The amount of H2S produced by a well going sour is related to the amount of water produced multiplied by a sour water concentration (usually expressed as ppm w/w). Most of the H2S is transported through the reservoir in injected water. This sour water concentration can be converted into a calculated gas phase H2S concentration by partitioning the H2S between the gas, oil and water at surface (or a maximum value can be obtained by assuming all of this H2S flashes into the gas phase).

  • Sour Water Concentration = Mass of H2S Produced / Mass of Water Produced

Uncertainties

In most cases, it is impossible to quantify the effect of the uncertainties on the overall H2S profiles due to the number of factors involved.

  • Reservoir Heterogeneity and Breakthrough Times

The presence of high permeability streaks or fractures may increase the rate of souring by channelling water through a limited volume of rock to the producers. As Clair consists of a fractured reservoir, the uncertainty in breakthrough time and fractured nature of the reservoir is large.

  • Interactions with and Distribution of Mineralogy

The variability of iron mineral distribution and its interaction with injection water will determine how much natural scavenging actually occurs in practice. Other clays and minerals may also have some impact on local pH conditions and interaction with iron species. It is very difficult to quantify precisely how much scavenging is likely to occur in practice, as it is also influenced by kinetics of the dissolution/precipitation/ion exchange reactions taking place. Representation of all these possible interactions with a few adsorption parameters in the Statoil model means that comparison would preferably be made with other fields of similar mineralogies to Clair. As no direct analogue has yet been evaluated from a souring point-of-view, low scavenging potential must be assumed, particularly if fractures are present. For low scavenging potential with no siderite, adsorption parameters suggested in the literature were used for the Statoil model runs. Provided the value selected is in the right ballpark, the overall H2S profile should not be too sensitive to this parameter. Orders of magnitude difference can have a very large impact.

  • Surface Partitioning

The influence of kinetics, fluid composition, temperature and pressure on H2S partitioning between gas, oil and water are not very well known. Estimates from thermodynamic calculations and field experience elsewhere tend to suggest the range of values used in the summary tables will apply in practice. Sensitivity to the actual value of the partition coefficients may be up to a factor of 3 in terms of gas phase H2S concentrations.

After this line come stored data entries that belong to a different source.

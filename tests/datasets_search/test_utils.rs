//! Shared helpers for the dataset search suite

use catalogue::{Catalogue, DataFormat, DatasetFields, DocumentId, GetAllDatasets, SearchConfig};

/// The reference corpus: (title, description)
pub const DEFAULT_CORPUS_ITEMS: &[(&str, &str)] = &[
    ("Inventaire national forestier", "Ensemble des forêts de France"),
    ("Base Carbone", "Inventaire des données climat de l'ADEME"),
    ("Cadastre national", "Base de données du cadastre de la France"),
];

/// Fresh in-memory catalogue with default settings
pub fn catalogue() -> Catalogue {
    Catalogue::new(SearchConfig::default()).unwrap()
}

/// Catalogue with a config
pub fn catalogue_with(config: SearchConfig) -> Catalogue {
    Catalogue::new(config).unwrap()
}

/// Create one dataset per item, in order
pub fn add_corpus(catalogue: &Catalogue, items: &[(&str, &str)]) -> Vec<DocumentId> {
    items
        .iter()
        .map(|(title, description)| {
            let id = catalogue
                .create_dataset(
                    DatasetFields::new(*title, *description)
                        .with_formats(vec![DataFormat::FileTabular]),
                )
                .unwrap();
            // Created datasets are readable right away
            catalogue.get_dataset(id).unwrap();
            id
        })
        .collect()
}

/// Titles returned for `q`, in rank order
pub fn search_titles(catalogue: &Catalogue, q: &str) -> Vec<String> {
    catalogue
        .list_datasets(&GetAllDatasets::search(q))
        .unwrap()
        .items
        .into_iter()
        .map(|view| view.dataset.title)
        .collect()
}

/// Ids returned for `q`, in rank order
pub fn search_ids(catalogue: &Catalogue, q: &str) -> Vec<DocumentId> {
    catalogue
        .list_datasets(&GetAllDatasets::search(q))
        .unwrap()
        .items
        .into_iter()
        .map(|view| view.dataset.id)
        .collect()
}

  • Effect of Reservoir Temperature

The reservoir temperature may create a smaller region around the injection wells in which the SRB can survive, although most H2S generation is thought to occur close to the injection wellbore. There is no allowance for temperature or pressure in the Statoil model. The actual temperature of the injection water may have an impact on the rate of conversion of sulphate to sulphide. The variety of bacterial populations (mesophiles, thermophiles, hyperthermophiles) means that these species can survive even at very high temperatures, and if the rate of conversion of sulphate to sulphide is determined mainly by a limiting nutrient, the overall effect of a change in injection water temperature will be small.

  • Nutrient Input

The precise concentration of nutrients being injected into the reservoir and their effects on population growth of SRB (and other bacteria) are difficult to assess. Much of the modelling has been derived from history-matching of field situations based on known or estimated information from the field or laboratory.

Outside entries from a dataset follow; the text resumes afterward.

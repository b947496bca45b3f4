//! Indexed document store
//!
//! Each searchable entity has one document row holding its search vector
//! and creation sequence, plus one posting row per lexeme:
//!
//! - `SearchDocument / id` → `StoredDocument { id, seq, vector }`
//! - `SearchPosting / lexeme 0x00 id` → `PostingRow { seq, positions }`
//!
//! Writes go through the caller's transaction, so the document commits or
//! aborts together with the owning entity. Posting rows under one lexeme
//! are contiguous in key order, so candidate generation is one prefix scan
//! per query lexeme.

use std::sync::Arc;

use rustc_hash::FxHashMap;
use serde::{Deserialize, Serialize};
use tracing::debug;

use catalogue_core::{DocumentId, Error, Key, Result, Storage, Table};
use catalogue_storage::Transaction;

use crate::normalizer::Normalizer;
use crate::query::ParsedQuery;
use crate::vector::SearchVector;

/// Separates the lexeme from the id in posting keys
const POSTING_SEPARATOR: u8 = 0x00;

/// A stored search document
#[derive(Debug, Clone, PartialEq, Eq, Serialize, Deserialize)]
pub struct StoredDocument {
    /// Owning entity id
    pub id: DocumentId,
    /// Creation sequence, preserved across updates
    pub seq: u64,
    /// Derived search vector
    pub vector: SearchVector,
}

#[derive(Debug, Clone, PartialEq, Eq, Serialize, Deserialize)]
struct PostingRow {
    seq: u64,
    positions: Vec<u32>,
}

/// A document that matched at least one query lexeme
#[derive(Debug, Clone, PartialEq, Eq)]
pub struct Candidate {
    /// Document id
    pub id: DocumentId,
    /// Creation sequence (tie-breaker)
    pub seq: u64,
    /// Positions per query lexeme, aligned with `ParsedQuery::lexemes`;
    /// empty where the lexeme is absent
    pub positions: Vec<Vec<u32>>,
}

impl Candidate {
    /// Number of distinct query lexemes present
    pub fn coverage(&self) -> usize {
        self.positions.iter().filter(|p| !p.is_empty()).count()
    }
}

/// Store of search documents kept in sync with their entities
#[derive(Debug, Clone)]
pub struct IndexedDocumentStore {
    normalizer: Arc<Normalizer>,
}

impl IndexedDocumentStore {
    /// Store indexing with `normalizer`
    pub fn new(normalizer: Arc<Normalizer>) -> Self {
        IndexedDocumentStore { normalizer }
    }

    /// The normalizer used for documents
    pub fn normalizer(&self) -> &Arc<Normalizer> {
        &self.normalizer
    }

    /// Insert or replace the document of `id` inside `txn`
    ///
    /// The vector is recomputed from `title` and `body`. Posting rows of
    /// lexemes no longer present are deleted. The document row is read
    /// first, so two transactions writing the same id conflict at commit.
    pub fn upsert(
        &self,
        txn: &mut Transaction<'_>,
        id: DocumentId,
        title: &str,
        body: &str,
    ) -> Result<()> {
        let doc_key = document_key(&id);
        let previous: Option<StoredDocument> = txn.get_as(&doc_key)?;

        let seq = match &previous {
            Some(doc) => doc.seq,
            None => txn.allocate_sequence()?,
        };
        let vector = self.normalizer.normalize_document(title, body);

        if let Some(previous) = &previous {
            for lexeme in previous.vector.lexemes() {
                if !vector.contains(lexeme) {
                    txn.delete(posting_key(lexeme, &id));
                }
            }
        }

        for (lexeme, positions) in vector.iter() {
            txn.put_as(
                posting_key(lexeme, &id),
                &PostingRow {
                    seq,
                    positions: positions.to_vec(),
                },
            )?;
        }

        debug!(
            txn_id = txn.txn_id(),
            %id,
            seq,
            lexemes = vector.len(),
            update = previous.is_some(),
            "indexed document"
        );

        txn.put_as(doc_key, &StoredDocument { id, seq, vector })
    }

    /// Remove the document of `id` inside `txn`
    ///
    /// Idempotent. Returns whether a document existed.
    pub fn remove(&self, txn: &mut Transaction<'_>, id: DocumentId) -> Result<bool> {
        let doc_key = document_key(&id);
        let previous: Option<StoredDocument> = txn.get_as(&doc_key)?;

        let Some(previous) = previous else {
            return Ok(false);
        };

        for lexeme in previous.vector.lexemes() {
            txn.delete(posting_key(lexeme, &id));
        }
        txn.delete(doc_key);

        debug!(txn_id = txn.txn_id(), %id, "removed document");
        Ok(true)
    }

    /// Read a committed document
    pub fn get_document(
        &self,
        storage: &dyn Storage,
        id: &DocumentId,
    ) -> Result<Option<StoredDocument>> {
        match storage.get(&document_key(id))? {
            Some(value) => Ok(Some(bincode::deserialize(&value.value)?)),
            None => Ok(None),
        }
    }

    /// Number of committed documents
    pub fn document_count(&self, storage: &dyn Storage) -> Result<usize> {
        Ok(storage
            .scan_prefix(&Key::table_prefix(Table::SearchDocument))?
            .len())
    }

    /// Every document containing at least one query lexeme
    ///
    /// All posting prefixes are read in one consistent scan. Candidates come
    /// back in creation order. An empty query returns nothing without
    /// touching storage.
    pub fn scan_candidates(
        &self,
        storage: &dyn Storage,
        query: &ParsedQuery,
    ) -> Result<Vec<Candidate>> {
        if query.is_empty() {
            return Ok(Vec::new());
        }

        let prefixes: Vec<Key> = query.lexemes().iter().map(|l| posting_prefix(l)).collect();
        let scans = storage.scan_prefixes(&prefixes)?;

        let mut candidates: FxHashMap<DocumentId, Candidate> = FxHashMap::default();
        for (lexeme_idx, rows) in scans.into_iter().enumerate() {
            for (key, value) in rows {
                let id = posting_id(&key)?;
                let row: PostingRow = bincode::deserialize(&value.value)?;
                let candidate = candidates.entry(id).or_insert_with(|| Candidate {
                    id,
                    seq: row.seq,
                    positions: vec![Vec::new(); query.len()],
                });
                candidate.positions[lexeme_idx] = row.positions;
            }
        }

        let mut candidates: Vec<Candidate> = candidates.into_values().collect();
        candidates.sort_by(|a, b| a.seq.cmp(&b.seq).then_with(|| a.id.cmp(&b.id)));
        Ok(candidates)
    }
}

fn document_key(id: &DocumentId) -> Key {
    Key::for_id(Table::SearchDocument, id)
}

fn posting_prefix(lexeme: &str) -> Key {
    let mut user_key = Vec::with_capacity(lexeme.len() + 1);
    user_key.extend_from_slice(lexeme.as_bytes());
    user_key.push(POSTING_SEPARATOR);
    Key::new(Table::SearchPosting, user_key)
}

fn posting_key(lexeme: &str, id: &DocumentId) -> Key {
    let mut key = posting_prefix(lexeme);
    key.user_key.extend_from_slice(id.as_bytes());
    key
}

/// Document id from the last 16 bytes of a posting key
fn posting_id(key: &Key) -> Result<DocumentId> {
    let len = key.user_key.len();
    let bytes: [u8; 16] = len
        .checked_sub(16)
        .and_then(|start| key.user_key[start..].try_into().ok())
        .ok_or_else(|| Error::Storage(format!("malformed posting key {:?}", key.user_key)))?;
    Ok(DocumentId::from_bytes(bytes))
}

  • Future Reservoir Management

Any differences in production/injection rates could have an impact on the overall H2S profile (up or down). For example, prolonged production at higher watercuts than those assumed in the profiles could increase H2S concentrations. Water shut-off could immediately reduce H2S concentrations in a well by over 50% by reducing the partitioning effect at lower watercut and by shutting off sour water. Delay in water breakthrough times by reducing rates or increasing injector-producer distances could also be potential souring mitigation techniques.